Kai’s life is upended when his coastal village is devastated in Japan’s 2011 earthquake and tsunami in this verse novel from an author who experienced them firsthand.
With his single mother, her parents, and his friend Ryu among the thousands missing or dead, biracial Kai, 17, is dazed and disoriented. His friend Shin’s supportive, but his intact family reminds Kai, whose American dad has been out of touch for years, of his loss. Kai’s isolation is amplified by his uncertain cultural status. Playing soccer and his growing friendship with shy Keiko barely lessen his despair. Then he’s invited to join a group of Japanese teens traveling to New York to meet others who as teenagers lost parents in the 9/11 attacks a decade earlier.

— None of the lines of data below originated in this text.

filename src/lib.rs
//! droplist: a searchable dropdown with paginated, scroll-driven loading
//!
//! The core is UI-agnostic. A [`Dropdown`] takes [`Intent`]s and exposes its
//! entries, highlight and selection; items come from an [`ItemProvider`],
//! either a paginated [`Loader`] fed by an [`ItemSource`] or an in-memory
//! [`SelectFilter`]. The `tui` module renders a dropdown in the terminal.

pub mod cli;
pub mod commands;
pub mod config;
pub mod debounce;
pub mod error;
pub mod http;
pub mod loader;
pub mod model;
pub mod navigation;
pub mod provider;
pub mod select_filter;
pub mod sources;
pub mod tui;
pub mod viewport;
pub mod widget;

pub use config::{Config, TuiTheme};
pub use debounce::Debouncer;
pub use error::{Error, Result};
pub use loader::continuation::Continuation;
pub use loader::{ItemSource, Loader, PageRequest, Reply};
pub use model::{Choice, Entry, Item};
pub use navigation::Navigator;
pub use provider::{ItemProvider, ProviderEvent};
pub use select_filter::SelectFilter;
pub use viewport::Viewport;
pub use widget::{Dropdown, DropdownBuilder, DropdownEvent, Intent, Settle, Shown};
//! Data source contract for the paginated loader
//!
//! A source is asked for one page at a time and answers through a one-shot
//! [`Reply`]. The reply may be sent inline, or later from another thread; it
//! carries the generation it was issued under so the loader can drop answers
//! to superseded queries.

use std::sync::mpsc::Sender;

/// One page request for a search term
#[derive(Debug, Clone, PartialEq, Eq)]
pub struct PageRequest {
    pub term: String,
    /// Zero-based page index
    pub page: usize,
}

/// A page of results travelling back to the loader
#[derive(Debug)]
pub(crate) struct Delivery<T> {
    pub generation: u64,
    pub page: usize,
    pub items: Vec<T>,
}

/// Handle used by a source to answer exactly one [`PageRequest`].
///
/// `deliver` consumes the handle, so a request can be answered at most once.
/// Dropping it without delivering leaves the session loading forever: the
/// loader has no timeout, and a source must always answer.
#[derive(Debug)]
#[must_use = "a source must deliver every page it is asked for"]
pub struct Reply<T> {
    generation: u64,
    page: usize,
    sender: Sender<Delivery<T>>,
}

impl<T> Reply<T> {
    pub(crate) fn new(generation: u64, page: usize, sender: Sender<Delivery<T>>) -> Self {
        Self {
            generation,
            page,
            sender,
        }
    }

    pub fn generation(&self) -> u64 {
        self.generation
    }

    pub fn page(&self) -> usize {
        self.page
    }

    /// Answer the request. An empty page tells the loader the source is
    /// exhausted for this term.
    pub fn deliver(self, items: Vec<T>) {
        // The receiver only goes away with the loader itself
        let _ = self.sender.send(Delivery {
            generation: self.generation,
            page: self.page,
            items,
        });
    }

    /// Answer with an empty page
    pub fn exhausted(self) {
        self.deliver(Vec::new());
    }
}

/// A paged data source
pub trait ItemSource<T> {
    /// Fetch `request.page` of the results for `request.term` and answer
    /// through `reply`, now or later.
    fn fetch(&mut self, request: &PageRequest, reply: Reply<T>);
}

impl<T, F> ItemSource<T> for F
where
    F: FnMut(&PageRequest, Reply<T>),
{
    fn fetch(&mut self, request: &PageRequest, reply: Reply<T>) {
        self(request, reply)
    }
}
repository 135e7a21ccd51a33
//! Terminal input, decoded into dropdown intents

use std::fmt::Debug;
use std::time::{Duration, Instant};

use anyhow::Result;
use crossterm::event::{
    self, Event, KeyCode, KeyEvent, KeyEventKind, KeyModifiers, MouseButton, MouseEvent,
    MouseEventKind,
};

use super::app::App;
use crate::model::Item;
use crate::widget::Intent;

const POLL_TIMEOUT: Duration = Duration::from_millis(100);
const WHEEL_ROWS: isize = 3;

/// Wait for one input event, no longer than until the next debounced search
pub fn handle_events<T: Item + Clone + Debug + 'static>(app: &mut App<T>) -> Result<()> {
    let now = Instant::now();
    let timeout = app
        .dropdown
        .next_deadline()
        .map_or(POLL_TIMEOUT, |due| due.saturating_duration_since(now))
        .min(POLL_TIMEOUT);

    if event::poll(timeout)? {
        let now = Instant::now();
        match event::read()? {
            Event::Key(key) if key.kind != KeyEventKind::Release => {
                handle_key_event(app, key, now)
            }
            Event::Mouse(mouse) => handle_mouse_event(app, mouse, now),
            // The next draw re-measures the list
            Event::Resize(_, _) => {}
            _ => {}
        }
    }
    Ok(())
}

pub fn handle_key_event<T: Item + Clone + Debug + 'static>(
    app: &mut App<T>,
    key: KeyEvent,
    now: Instant,
) {
    let open = app.dropdown.is_open();
    let page = app.dropdown.viewport().height as isize;

    if key.modifiers.contains(KeyModifiers::CONTROL) {
        match key.code {
            KeyCode::Char('c') => app.cancel(),
            KeyCode::Char('u') => app.apply(Intent::ClearInput, now),
            KeyCode::Char('r') => app.dropdown.refresh(),
            KeyCode::Char('t') => app.cycle_theme(),
            KeyCode::Char('n') => app.apply(Intent::Advance, now),
            KeyCode::Char('p') => app.apply(Intent::Retreat, now),
            _ => {}
        }
        return;
    }

    match key.code {
        KeyCode::Esc if open => app.apply(Intent::Close, now),
        KeyCode::Esc => app.cancel(),
        KeyCode::Enter if open => app.apply(Intent::Commit, now),
        KeyCode::Enter => app.finish(),
        KeyCode::Tab => app.apply(Intent::Toggle, now),
        KeyCode::Down => app.apply(Intent::Advance, now),
        KeyCode::Up => app.apply(Intent::Retreat, now),
        KeyCode::PageDown => app.apply(Intent::Scroll(page), now),
        KeyCode::PageUp => app.apply(Intent::Scroll(-page), now),
        KeyCode::Backspace => app.apply(Intent::Backspace, now),
        KeyCode::Char(c) => {
            if !open {
                app.apply(Intent::Open, now);
            }
            app.apply(Intent::Input(c), now);
        }
        _ => {}
    }
}

fn handle_mouse_event<T: Item + Clone + Debug + 'static>(
    app: &mut App<T>,
    mouse: MouseEvent,
    now: Instant,
) {
    if !app.dropdown.is_open() {
        return;
    }
    match mouse.kind {
        MouseEventKind::ScrollDown => app.apply(Intent::Scroll(WHEEL_ROWS), now),
        MouseEventKind::ScrollUp => app.apply(Intent::Scroll(-WHEEL_ROWS), now),
        MouseEventKind::Moved => {
            if let Some(row) = app.list_row(mouse.column, mouse.row) {
                app.apply(Intent::Hover(row), now);
            }
        }
        MouseEventKind::Down(MouseButton::Left) => {
            if let Some(row) = app.list_row(mouse.column, mouse.row) {
                app.apply(Intent::Click(row), now);
            }
        }
        _ => {}
    }
}
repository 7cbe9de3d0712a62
//! Inbound adapters that translate external requests into domain calls while
//! keeping framework details at the edge.

pub mod http;
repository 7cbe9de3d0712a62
//! Diesel table definitions.
//!
//! Must match `migrations/` exactly; regenerate with `diesel print-schema`
//! after changing a migration.

diesel::table! {
    /// Book authors.
    authors (id) {
        id -> Int8,
        name -> Varchar,
        created_at -> Timestamptz,
        updated_at -> Timestamptz,
    }
}

diesel::table! {
    /// Catalogue entries.
    books (id) {
        id -> Int8,
        title -> Varchar,
        description -> Text,
        publication_year -> Varchar,
        created_at -> Timestamptz,
        updated_at -> Timestamptz,
    }
}

diesel::table! {
    /// Comments. Both owners are nullable and cleared when the owner is
    /// deleted.
    comments (id) {
        id -> Int8,
        message -> Text,
        user_id -> Nullable<Uuid>,
        book_id -> Nullable<Int8>,
        created_at -> Timestamptz,
        updated_at -> Timestamptz,
    }
}

diesel::table! {
    /// Accounts. `email` carries the `users_email_key` unique constraint and
    /// `password` holds a SHA-256 hex digest.
    users (id) {
        id -> Uuid,
        name -> Varchar,
        email -> Varchar,
        role -> Varchar,
        password -> Varchar,
        remember_token -> Nullable<Varchar>,
        email_verified_at -> Nullable<Timestamptz>,
        created_at -> Timestamptz,
        updated_at -> Timestamptz,
    }
}

diesel::table! {
    /// Author/book join rows; both foreign keys cascade on delete.
    author_book (author_id, book_id) {
        author_id -> Int8,
        book_id -> Int8,
    }
}

diesel::table! {
    /// Personal access tokens stored as SHA-256 hex digests.
    personal_access_tokens (id) {
        id -> Int8,
        user_id -> Uuid,
        name -> Varchar,
        token -> Bpchar,
        created_at -> Timestamptz,
    }
}

diesel::joinable!(comments -> users (user_id));
diesel::joinable!(comments -> books (book_id));
diesel::joinable!(author_book -> authors (author_id));
diesel::joinable!(author_book -> books (book_id));
diesel::joinable!(personal_access_tokens -> users (user_id));

diesel::allow_tables_to_appear_in_same_query!(
    authors,
    books,
    comments,
    users,
    author_book,
    personal_access_tokens,
);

Though at first reluctant, Kai agrees to go and, in the process, begins to imagine a future. Like graphic novels, today’s spare novels in verse (the subgenre concerning disasters especially) are significantly shaped by what’s left out. Lacking art’s visceral power to grab attention, verse novels may—as here—feel sparsely plotted with underdeveloped characters portrayed from a distance in elegiac monotone. Kai’s a generic figure, a coat hanger for the disaster’s main event, his victories mostly unearned; in striking contrast, his rural Japanese community and how they endure catastrophe and overwhelming losses—what they do and don’t do for one another, comforts they miss, kindnesses they value—spring to life.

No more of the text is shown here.